> DIRECTIONS: Among the entries that follow, how many lines contain the word "tracing"? Give the number alone.

====== DATASET EXCERPTS

//! schoolscope configuration types and loading

use eyre::{Context, Result};
use serde::{Deserialize, Serialize};
use std::fs;
use std::path::{Path, PathBuf};

/// Main schoolscope configuration
#[derive(Debug, Clone, PartialEq, Serialize, Deserialize)]
#[serde(default)]
pub struct Config {
    /// Base URL of the scheduling backend
    pub api_server: String,

    /// Path of the menu endpoint, relative to `api_server`
    pub menu_path: String,

    /// HTTP request timeout in milliseconds
    pub timeout_ms: u64,

    /// Log level (TRACE, DEBUG, INFO, WARN, ERROR)
    pub log_level: Option<String>,
}

impl Default for Config {
    fn default() -> Self {
        Self {
            api_server: "http://localhost:8080".to_string(),
            menu_path: "/web/menu".to_string(),
            timeout_ms: 10_000,
            log_level: None,
        }
    }
}

impl Config {
    /// Validate configuration before use
    pub fn validate(&self) -> Result<()> {
        if !(self.api_server.starts_with("http://") || self.api_server.starts_with("https://")) {
            return Err(eyre::eyre!(
                "api_server must be an http(s) URL, got '{}'",
                self.api_server
            ));
        }
        if self.timeout_ms == 0 {
            return Err(eyre::eyre!("timeout_ms must be greater than zero"));
        }
        Ok(())
    }

    /// Full URL of the menu endpoint
    pub fn menu_url(&self) -> String {
        format!(
            "{}/{}",
            self.api_server.trim_end_matches('/'),
            self.menu_path.trim_start_matches('/')
        )
    }

    /// Load configuration with fallback chain
    pub fn load(config_path: Option<&PathBuf>) -> Result<Self> {
        // If explicit config path provided, try to load it
        if let Some(path) = config_path {
            return Self::load_from_file(path).context(format!("Failed to load config from {}", path.display()));
        }

        // Try project-local config: .schoolscope.yml
        let local_config = PathBuf::from(".schoolscope.yml");
        if local_config.exists() {
            match Self::load_from_file(&local_config) {
                Ok(config) => return Ok(config),
                Err(e) => {
                    tracing::warn!("Failed to load config from {}: {}", local_config.display(), e);
                }
            }
        }

        // Try user config: ~/.config/schoolscope/schoolscope.yml
        if let Some(config_dir) = dirs::config_dir() {
            let user_config = config_dir.join("schoolscope").join("schoolscope.yml");
            if user_config.exists() {
                match Self::load_from_file(&user_config) {
                    Ok(config) => return Ok(config),
                    Err(e) => {
                        tracing::warn!("Failed to load config from {}: {}", user_config.display(), e);
                    }
                }
            }
        }

        Ok(Self::default())
    }

    /// Read only the log level, before logging is initialised
    pub fn load_log_level(config_path: Option<&PathBuf>) -> Option<String> {
        Self::load(config_path).ok().and_then(|c| c.log_level)
    }

    /// Load configuration from a specific file
    pub fn load_from_file(path: &Path) -> Result<Self> {
        let content = fs::read_to_string(path).context("Failed to read config file")?;
        let config: Self = serde_yaml::from_str(&content).context("Failed to parse config YAML")?;
        Ok(config)
    }
}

============

> TASK OUTPUT: 2